For the past four months, however, they have been playing the role of new parents. It's tough. Just the other day, he says, they visited a "sleep expert," someone who told them to put the baby down and let him cry himself to sleep. They couldn't do it. "It's a very happy time," he says, "and sometimes — as people with a young baby know — you want to kill yourself."

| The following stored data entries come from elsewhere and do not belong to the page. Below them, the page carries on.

//! Records persisted by the forest and the values exchanged with callers

use crate::field::Field;
use crate::hasher::Hasher;
use serde::{Deserialize, Serialize};
use std::fmt;

/// The three tree families of the forest
#[derive(Debug, Clone, Copy, PartialEq, Eq, Hash, PartialOrd, Ord, Serialize, Deserialize)]
#[serde(rename_all = "SCREAMING_SNAKE_CASE")]
pub enum TreeKind {
    Utxo,
    Withdrawal,
    Nullifier,
}

impl TreeKind {
    pub fn as_str(&self) -> &'static str {
        match self {
            TreeKind::Utxo => "utxo",
            TreeKind::Withdrawal => "withdrawal",
            TreeKind::Nullifier => "nullifier",
        }
    }
}

impl fmt::Display for TreeKind {
    fn fmt(&self, f: &mut fmt::Formatter<'_>) -> fmt::Result {
        f.write_str(self.as_str())
    }
}

/// Arena address of one tree generation
#[derive(Debug, Clone, Copy, PartialEq, Eq, Hash, PartialOrd, Ord, Serialize, Deserialize)]
pub struct TreeId {
    pub kind: TreeKind,
    pub generation: u32,
}

impl TreeId {
    pub fn new(kind: TreeKind, generation: u32) -> Self {
        Self { kind, generation }
    }
}

impl fmt::Display for TreeId {
    fn fmt(&self, f: &mut fmt::Formatter<'_>) -> fmt::Result {
        write!(f, "{}-{}", self.kind, self.generation)
    }
}

/// Opaque note attached to an output, with the key that owns it
#[derive(Debug, Clone, PartialEq, Eq, Serialize, Deserialize)]
pub struct Note {
    /// Owner public key or address bytes, matched against the observed sets
    #[serde(with = "hex_bytes")]
    pub owner: Vec<u8>,
    #[serde(with = "hex_bytes")]
    pub payload: Vec<u8>,
}

/// One leaf to append. `leaf_hash` is always required to keep the root
/// correct; `note` is only present for outputs the wallet can open.
#[derive(Debug, Clone, PartialEq, Eq, Serialize, Deserialize)]
pub struct Item {
    pub leaf_hash: Field,
    #[serde(default, skip_serializing_if = "Option::is_none")]
    pub note: Option<Note>,
}

impl Item {
    pub fn new(leaf_hash: Field) -> Self {
        Self {
            leaf_hash,
            note: None,
        }
    }

    pub fn with_note(leaf_hash: Field, note: Note) -> Self {
        Self {
            leaf_hash,
            note: Some(note),
        }
    }
}

impl From<Field> for Item {
    fn from(leaf_hash: Field) -> Self {
        Item::new(leaf_hash)
    }
}

#[derive(Debug, Clone, PartialEq, Eq, Serialize, Deserialize)]
pub struct TreeMetadata {
    pub id: TreeId,
    /// Block that opened this generation; `None` for the genesis generation
    pub root_owner: Option<Field>,
    /// First global leaf index owned by this generation
    pub start: u64,
    /// One past the last global leaf index appended so far
    pub end: u64,
}

#[derive(Debug, Clone, PartialEq, Eq, Serialize, Deserialize)]
pub struct TreeData {
    pub root: Field,
    pub next_index: u64,
    /// Sibling needed at each level for the insertion at `next_index`
    pub rightmost_siblings: Vec<Field>,
    /// Highest local index whose leaf is tracked by this wallet
    #[serde(default)]
    pub last_tracked_index: Option<u64>,
}

impl TreeData {
    pub fn empty(hasher: &Hasher) -> Self {
        Self {
            root: hasher.empty_root(),
            next_index: 0,
            rightmost_siblings: hasher.pre_hashes()[..hasher.depth()].to_vec(),
            last_tracked_index: None,
        }
    }
}

/// Metadata and data of one append-only generation
#[derive(Debug, Clone, PartialEq, Eq, Serialize, Deserialize)]
pub struct TreeGeneration {
    pub metadata: TreeMetadata,
    pub data: TreeData,
}

impl TreeGeneration {
    pub fn id(&self) -> TreeId {
        self.metadata.id
    }

    /// Global index the next appended leaf will receive
    pub fn global_next_index(&self) -> u64 {
        self.metadata.start + self.data.next_index
    }
}

/// Marker of a generation whose writes stay halted across restarts
#[derive(Debug, Clone, PartialEq, Eq, Serialize, Deserialize)]
pub struct HaltRecord {
    pub tree: TreeId,
    pub reason: String,
}

#[derive(Debug, Clone, PartialEq, Eq, Serialize, Deserialize)]
pub struct NullifierRecord {
    pub index: Field,
    pub nullified: bool,
    pub causing_block_hash: Option<Field>,
}

/// Where a tracked leaf lives, written once at append time
#[derive(Debug, Clone, PartialEq, Eq, Serialize, Deserialize)]
pub struct LeafRecord {
    pub hash: Field,
    pub tree: TreeId,
    /// Local index inside the generation
    pub index: u64,
    #[serde(default, skip_serializing_if = "Option::is_none")]
    pub note: Option<Note>,
}

/// Result of an append, identical between dry and committed runs
#[derive(Debug, Clone, PartialEq, Eq)]
pub struct AppendResult {
    pub tree: TreeId,
    pub root: Field,
    /// Next local index after the append
    pub index: u64,
    pub siblings: Vec<Field>,
}

/// Everything a block changes in the forest
#[derive(Debug, Clone, Default, PartialEq, Eq, Serialize, Deserialize)]
pub struct GrovePatch {
    pub block_hash: Field,
    pub utxos: Vec<Item>,
    pub withdrawals: Vec<Item>,
    pub nullifiers: Vec<Field>,
}

/// Roots and indices a block header commits to
#[derive(Debug, Clone, Copy, PartialEq, Eq, Serialize, Deserialize)]
pub struct GroveSnapshot {
    pub utxo_tree_index: u64,
    pub utxo_tree_root: Field,
    pub withdrawal_tree_index: u64,
    pub withdrawal_tree_root: Field,
    pub nullifier_tree_root: Field,
}

mod hex_bytes {
    use serde::{Deserialize, Deserializer, Serializer};

    pub fn serialize<S: Serializer>(bytes: &[u8], serializer: S) -> Result<S::Ok, S::Error> {
        serializer.serialize_str(&hex::encode(bytes))
    }

    pub fn deserialize<'de, D: Deserializer<'de>>(deserializer: D) -> Result<Vec<u8>, D::Error> {
        let s = String::deserialize(deserializer)?;
        hex::decode(s).map_err(serde::de::Error::custom)
    }
}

He's a new dad. Forgive him.

Broderick's take on his life: "Overall, I feel, you know, cautiously optimistic. I'm very happy with my baby, and I never know how to put that — 'very happy' doesn't sound right. I really like the script I'm about to do. So those are very nice things. But, you know, I might get there and start shooting this movie and it might not be like I'm thinking it's going to be. I'm always ready for ..."

A big problem?

"Big problem," he confirms.

Where's boyishly charming?

This is gloomy.

"Some people have called me negative," he says. "I don't feel I'm negative. Sarah's the upbeat one. She's the nice one and I'm the mean one. It always looks that way. Actually, in reality, I'm the nice one and she's the mean one."

He smiles, then tries to elaborate: "With fans, I'm always grumpy and she's always incredibly sweet. No, we're both pretty nice. Although compared to her — she'll be like, 'Here's the keys, take anything you want.' "

The two of them will spend the next month or so in L.A. She'll have to come back to New York with the baby to begin shooting the final season of Sex and the City at the end of March. He'll come back on three-day weekends.

That's not hard on their nearly 6-year-old marriage, he insists. "We've been doing that forever."

'Sex' and the actor

What about other people on the set? Parker's show is about relationships and, well, sex. And his co-star love interest in Providence will be Calista Flockhart. Is that ever a problem?

"No. That's kind of a fun thing about being an actor. You have permission to do things like that. It's what we do."

But for all the comfort with each other, ask him if he sees himself being married forever and you'll see a person freak out. "If I think of it that way, I want to kill myself!" Then he laughs.

Taking it one day at a time, eh? "Yeah, It's a little like AA," he says, still chuckling. "I really like being married, honestly. But I can't think of it as a forever. But I know it probably is."